ConservingNow has distributed more than 175,000 free static-clings reading "Bring Your Own Bag" that shoppers place on the driver-side window of their vehicle.

And when consumers sign up to receive the static-cling reminder, they spend time at ConservingNow.com, a Web site that retails reusable bags and related items such as T-shirts and door-hangars that remind folks to bring their own bags to the store.

Profits from the online sales, in turn, finance classroom kits that include decorate-your-own reusable bags and other tools that help children learn about environmentally responsible lives.

"We were blown away.

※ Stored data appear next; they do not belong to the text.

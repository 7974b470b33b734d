//! Timer phases

use std::{fmt, str::FromStr};

use serde::{Deserialize, Serialize};

/// One of the three timer modes
#[derive(Debug, Clone, Copy, PartialEq, Eq, Hash, Serialize, Deserialize)]
pub enum Phase {
    Work,
    ShortBreak,
    LongBreak,
}

impl Phase {
    /// Human readable label for status lines
    pub fn label(&self) -> &'static str {
        match self {
            Phase::Work => "Work",
            Phase::ShortBreak => "Short Break",
            Phase::LongBreak => "Long Break",
        }
    }

    /// Path segment used by the HTTP surface
    pub fn slug(&self) -> &'static str {
        match self {
            Phase::Work => "work",
            Phase::ShortBreak => "short-break",
            Phase::LongBreak => "long-break",
        }
    }

    pub fn is_break(&self) -> bool {
        !matches!(self, Phase::Work)
    }
}

impl fmt::Display for Phase {
    fn fmt(&self, f: &mut fmt::Formatter<'_>) -> fmt::Result {
        f.write_str(self.label())
    }
}

impl FromStr for Phase {
    type Err = String;

    fn from_str(s: &str) -> Result<Self, Self::Err> {
        match s.to_ascii_lowercase().as_str() {
            "work" => Ok(Phase::Work),
            "short-break" | "shortbreak" | "short_break" => Ok(Phase::ShortBreak),
            "long-break" | "longbreak" | "long_break" => Ok(Phase::LongBreak),
            other => Err(format!("Unknown phase: {}", other)),
        }
    }
}
//! HTTP endpoint handlers

use axum::{
    extract::{rejection::JsonRejection, Path, State},
    http::StatusCode,
    response::{IntoResponse, Json, Response},
};
use tracing::{error, info, warn};

use crate::{
    error::TimerError,
    settings::TimerSettings,
    state::{AppState, Phase, TimerView},
};
use super::responses::{HealthResponse, TimerResponse};

type TimerResult = Result<Json<TimerResponse>, TimerError>;

fn respond(result: Result<TimerView, TimerError>, message: &str) -> TimerResult {
    match result {
        Ok(view) => Ok(Json(TimerResponse::new(message.to_string(), view))),
        Err(e) => {
            error!("{} failed: {}", message, e);
            Err(e)
        }
    }
}

/// Handle GET /timer - Current countdown, reconciled against storage
pub async fn timer_handler(State(state): State<AppState>) -> Json<TimerResponse> {
    let view = state.page.reconcile();
    Json(TimerResponse::new("Current timer".to_string(), view))
}

/// Handle POST /timer/start - Start or resume the current phase
pub async fn start_handler(State(state): State<AppState>) -> TimerResult {
    info!("Start endpoint called");
    respond(state.page.start(), "Timer started")
}

/// Handle POST /timer/pause - Freeze the countdown
pub async fn pause_handler(State(state): State<AppState>) -> TimerResult {
    info!("Pause endpoint called");
    respond(state.page.pause(), "Timer paused")
}

/// Handle POST /timer/reset - Discard the timer record
pub async fn reset_handler(State(state): State<AppState>) -> TimerResult {
    info!("Reset endpoint called");
    respond(state.page.reset(), "Timer reset")
}

/// Handle POST /timer/skip - Complete the current phase early
pub async fn skip_handler(State(state): State<AppState>) -> TimerResult {
    info!("Skip endpoint called");
    respond(state.page.skip(), "Phase skipped")
}

/// Handle POST /timer/phase/:phase - Manually switch phase
pub async fn switch_phase_handler(
    State(state): State<AppState>,
    Path(phase): Path<String>,
) -> Response {
    let phase: Phase = match phase.parse() {
        Ok(phase) => phase,
        Err(e) => {
            warn!("Rejected phase switch: {}", e);
            return (StatusCode::BAD_REQUEST, e).into_response();
        }
    };
    info!("Phase switch endpoint called: {}", phase);
    respond(state.page.switch_phase(phase), "Phase switched").into_response()
}

/// Handle GET /settings
pub async fn get_settings_handler(State(state): State<AppState>) -> Json<TimerSettings> {
    state.page.reconcile();
    Json(state.page.settings())
}

/// Handle PUT /settings - Replace settings; invalid input leaves them untouched
///
/// Bodies that do not decode (negative or missing fields, bad JSON) are
/// rejected with 400 like any other invalid settings.
pub async fn put_settings_handler(
    State(state): State<AppState>,
    payload: Result<Json<TimerSettings>, JsonRejection>,
) -> Result<Json<TimerSettings>, TimerError> {
    let Json(settings) = payload.map_err(|rejection| {
        warn!("Settings body rejected: {}", rejection.body_text());
        TimerError::MalformedRequest(rejection.body_text())
    })?;

    match state.page.update_settings(settings) {
        Ok(settings) => Ok(Json(settings)),
        Err(e) => {
            warn!("Settings update rejected: {}", e);
            Err(e)
        }
    }
}

/// Handle GET /health - Health check endpoint
pub async fn health_handler(State(state): State<AppState>) -> Json<HealthResponse> {
    Json(HealthResponse::ok(state.get_uptime()))
}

We could not believe the traffic to the site," says co-founder Gayle Crowell, a one-time teacher who became a Silicon Valley executive before she returned to Reno.

She created ConservingNow in late 2009 with her daughter, Meghan, a San Francisco lawyer.

Gayle Crowell says the mother-and-daughter team is motivated by a belief that small changes in habits can have a significant effect.

"Individual single changes, when done collectively, can have a huge impact on the environment," she says.

ConservingNow, for instance, figures that a typical American household uses 500 to 1,500 plastic bags per year and recycles only about 15 of them.

If everyone who received one of the company's static-cling reminders relies entirely on reusable bags, the Crowells say their company has eliminated the use of more than 140 million plastic bags.

Although ConservingNow is organized as a for-profit venture, it functions more like a nonprofit.

The only reason that it officially hasn't become a nonprofit, Gayle Crowell says, is the need to spend time doing the paperwork required by the IRS and state officials.

The company's marketing has relied on a combination of social media and corporate sponsorships.

Gayle Crowell says the static-cling reminders and classroom kits have drawn substantial attention from mommy-bloggers and eco-bloggers, and the company has more than 12,000 fans on Facebook.

Its efforts got a boost, too, from corporations that partnered with ConservingNow on sponsorship or co-branding deals.

The accounting firm of Grant Thornton, for instance, worked with the company to send reusable bags and reminders to its employees.

An East Coast credit union worked with ConservingNow on a co-branding arrangement on classroom kits provided to teachers.

Those corporate programs, along with donations by parents and others, are joined with the profits from the ConservingNow.com product sales to finance the $50 classroom kits.

The company also has partnered with local governments as well as groups such as Girl Scout troops and 4-H clubs.

Crowell, the company's sole employee in northern Nevada, says ConservingNow has received substantial volunteer help from others who share the environmental vision of its founders.